Methods: Patients who were diagnosed with SAA according to NCCN guidelines and required haplo-identical HSCT were recruited. Patients with active infections or bleeding, severe liver or kidney dysfunction, ECOG > 2, <3 or >65 years old, psychiatric disorders, or pregnancy were excluded. The preconditioning regimen included: 30mg/m² fludarabine for 6 days, 50mg/kg cyclophosphamide on day -7 and day -5, 100mg/m² melphalan on day -2, and 2mg/kg ATG on day -1. The prevention of acute graft-versus-host disease (aGVHD) consisted of post-transplantation cyclophosphamide (PTCy) and short-term methotrexate ± other drugs, detailed aGVHD prophylaxis was determined according to each center’s decision. Chimerism was assessed on days +28, +60, +90 post-transplantation and then once half year. The primary endpoints was graft failure rate, the second endpoint were the incidence of transplantation-related complications, 2-year overall survival (OS) and disease-free survival (DFS). This study was approved by the Ethic Committee of 920th Hospital of Joint Logistics Support Force and was registered at www.clinicaltrial.gov as NCT06378060.
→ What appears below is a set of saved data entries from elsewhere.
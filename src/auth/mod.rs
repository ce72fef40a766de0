use crate::state::AppState;
use axum::Router;

pub mod claims;
pub mod dto;
pub mod handlers;
pub mod jwt;
pub mod password;
pub mod repo_types;
pub mod services;

pub fn router() -> Router<AppState> {
    handlers::auth_routes()
}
Results: From April 2024 to May 2025, 25 SAA patients from 7 transplantation centers who underwent haploidentical HSCT were enrolled. The male-to-female ratio was 11:14, with a median age of 26 years (IQR 15-38). All patients achieved successful engraftment, with median times to neutrophil and platelet engraftment of 13 days (IQR 11-14) and 12days (IQR 11-14), respectively. One patient experienced poor graft function and developed aGVHD after donor stem cell transfusion, resulting in death on day +110. No seizures, severe mucositis, cardiac events, or bleeding events occurred during transplantation. The incidences of grade II-IV and grade III-IV aGVHD were 20% and 4%, respectively. Hemorrhagic cystitis occurred in 8% of patients. Epstein-Barr Virus (EBV) and cytomegalovirus (CMV) reactivation rates were 16% and 20%, respectively. Three patients developed pulmonary fungal infections post-transplantation, they were resolved after antifungal treatment. One patient developed post-transplant lymphoproliferative disorder (PTLD), she was cured by the treatment of rituximab. Till August 2025, the median follow-up time was 13.1 months, with 24 patients surviving. The transplantation-related mortality (TRM) rate was 4%.

Conclusion: The FCM conditioning regimen in haplo-identical HSCT for severe aplastic anemia achieves a high engraftment rate with good safety and low infection rates.